Stored records
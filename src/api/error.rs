use axum::{
    http::{header, HeaderValue, StatusCode},
    response::{IntoResponse, Response},
    Json,
};
use serde::Serialize;
use std::time::Duration;
use thiserror::Error;

use crate::error::WindError;
use crate::upstream::UpstreamError;

/// API error types that can be returned from handlers
#[derive(Debug, Error)]
pub enum ApiError {
    #[error("Validation error: {0}")]
    ValidationError(String),

    #[error("Upstream rate limited")]
    RateLimited { retry_after: Option<Duration> },

    #[error("Upstream error: {0}")]
    BadGateway(String),

    #[error("Internal server error: {0}")]
    InternalError(String),
}

/// Error response that gets serialized to JSON
#[derive(Debug, Serialize)]
struct ErrorResponse {
    error: String,
    message: String,
}

impl ApiError {
    /// Get the HTTP status code for this error
    fn status_code(&self) -> StatusCode {
        match self {
            ApiError::ValidationError(_) => StatusCode::BAD_REQUEST,
            ApiError::RateLimited { .. } => StatusCode::TOO_MANY_REQUESTS,
            ApiError::BadGateway(_) => StatusCode::BAD_GATEWAY,
            ApiError::InternalError(_) => StatusCode::INTERNAL_SERVER_ERROR,
        }
    }

    /// Get the error type string
    fn error_type(&self) -> &'static str {
        match self {
            ApiError::ValidationError(_) => "ValidationError",
            ApiError::RateLimited { .. } => "UpstreamRateLimited",
            ApiError::BadGateway(_) => "UpstreamError",
            ApiError::InternalError(_) => "InternalServerError",
        }
    }
}

impl IntoResponse for ApiError {
    fn into_response(self) -> Response {
        let status = self.status_code();
        let error_type = self.error_type();

        let message = match &self {
            ApiError::InternalError(_) => {
                tracing::error!(error = %self, "API error occurred");
                "An internal error occurred".to_string()
            }
            ApiError::BadGateway(_) | ApiError::RateLimited { .. } => {
                tracing::warn!(error = %self, "Upstream failure");
                self.to_string()
            }
            _ => {
                tracing::debug!(error = %self, "Client error");
                self.to_string()
            }
        };

        let retry_after = match &self {
            ApiError::RateLimited { retry_after: Some(d) } => HeaderValue::from_str(&d.as_secs().max(1).to_string()).ok(),
            _ => None,
        };

        let mut response = (status, Json(ErrorResponse { error: error_type.to_string(), message })).into_response();
        if let Some(value) = retry_after {
            response.headers_mut().insert(header::RETRY_AFTER, value);
        }
        response
    }
}

impl From<WindError> for ApiError {
    fn from(error: WindError) -> Self {
        match error {
            WindError::Validation(message) => ApiError::ValidationError(message),
            e @ WindError::InvalidRange { .. } => ApiError::ValidationError(e.to_string()),
            WindError::Upstream(UpstreamError::RateLimited { retry_after }) => ApiError::RateLimited { retry_after },
            WindError::Upstream(e) => ApiError::BadGateway(e.to_string()),
            WindError::Internal(e) => ApiError::InternalError(format!("{e:#}")),
        }
    }
}

impl From<anyhow::Error> for ApiError {
    fn from(error: anyhow::Error) -> Self {
        ApiError::InternalError(error.to_string())
    }
}

#[cfg(test)]
mod tests {
    use super::*;

    #[test]
    fn test_error_status_codes() {
        assert_eq!(
            ApiError::from(WindError::validation("bad station")).status_code(),
            StatusCode::BAD_REQUEST
        );
        assert_eq!(
            ApiError::from(WindError::InvalidRange { start: "b".into(), end: "a".into() }).status_code(),
            StatusCode::BAD_REQUEST
        );
        assert_eq!(
            ApiError::from(WindError::from(UpstreamError::RateLimited { retry_after: None })).status_code(),
            StatusCode::TOO_MANY_REQUESTS
        );
        assert_eq!(
            ApiError::from(WindError::from(UpstreamError::Transient { status: 503 })).status_code(),
            StatusCode::BAD_GATEWAY
        );
        assert_eq!(
            ApiError::from(WindError::Internal(anyhow::anyhow!("disk full"))).status_code(),
            StatusCode::INTERNAL_SERVER_ERROR
        );
    }

    #[test]
    fn test_rate_limit_sets_retry_after_header() {
        let response = ApiError::RateLimited { retry_after: Some(Duration::from_secs(12)) }.into_response();
        assert_eq!(response.status(), StatusCode::TOO_MANY_REQUESTS);
        assert_eq!(response.headers().get(header::RETRY_AFTER).unwrap(), "12");
    }

    #[test]
    fn test_error_display() {
        let error = ApiError::from(WindError::from(UpstreamError::Permanent("HTTP 401".into())));
        assert_eq!(error.to_string(), "Upstream error: upstream error: HTTP 401");
    }
}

> [Task brief]: What is the number of lines above that contain the string "Duration"? Answer with the number alone.

> [The completed task]: 3